Die cislunare Raumstation könnte auch durch ein 10 Tonnen schwere Robotraumfahrzeug ergänzt werden, das gemeinsam von der ESA, der JAXA und der CSA entwickelt würde. Es könnte mit einem Rover ausgestattet sein und einer Aufstiegsstufe ausgestattet sein, um Bodenproben von der Oberfläche des Mond hochzubringen. Das Robotraumfahrzeug könnte unabhängig auf einer Rakete gestartet werden, die eine der Partnerorganisationen bereitstellt, frühestens aber 2026. Sobald die Sonde auf dem Mond gelandet ist, können Besatzungsmitglieder an Bord des cislunaren Außenpostens das probensammelnde Robotfahrzeug auf der Mondoberfläche fernsteuern und am Ende die Aufstiegsstufe für den anschließenden Transfer der Proben zur Erde wieder starten.

Während Montage und Betrieb könnte der cislunare Außenposten mit Frachtraumfahrzeugen versorgt werden, die auf einer Vielzahl von Trägerraketen gestartet werden könnten.
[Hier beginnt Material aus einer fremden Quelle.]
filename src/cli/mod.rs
//! CLI layer: argument parsing and command dispatch

pub mod args;
pub mod commands;
pub mod error;
pub mod output;

pub use args::{Cli, Commands};
pub use error::{CliError, CliResult};
//! Application-level errors (wraps domain errors)

use thiserror::Error;

use crate::domain::DomainError;

/// Application errors wrap domain errors and add application-level context.
#[derive(Error, Debug)]
pub enum ApplicationError {
    #[error(transparent)]
    Domain(#[from] DomainError),

    #[error("config error: {message}")]
    Config { message: String },

    #[error("operation failed: {context}")]
    OperationFailed {
        context: String,
        #[source]
        source: Box<dyn std::error::Error + Send + Sync>,
    },
}

/// Result type for application layer operations.
pub type ApplicationResult<T> = Result<T, ApplicationError>;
Während der zweiten Bauphase gegen Ende der 2020er, könnte der Außenposten mit den neuesten Habitat und Antriebsmodulen der NASA ergänzt werden, die auf einer dedizierten SLS-Mission gestartet werden. Dieser Zusatz könnte es dem Außenposten ermöglichen, als echtes Raumschiff auf eine große Reise zu Asteroiden und sogar bis zum Mars zu gehen.

Wo stehen sie gerade?

Aus nahestehenden Quellen ist zu hören, daß das internationale Team nach jahrelangen Verhandlungen soviel Fortschritt gemacht hat, daß es in naher Zukunft eine Vereinbarung treffen kann, nach dem alle ISS-Partner Komponenten und Technologien für das gemeinsame Ziel beisteuern könnten. Die erste Phase der Entwicklung des cislunaren Außenpostens, "Phase A" genannt, könnte dann bereits 2017 oder 2018 in Angriff genommen werden.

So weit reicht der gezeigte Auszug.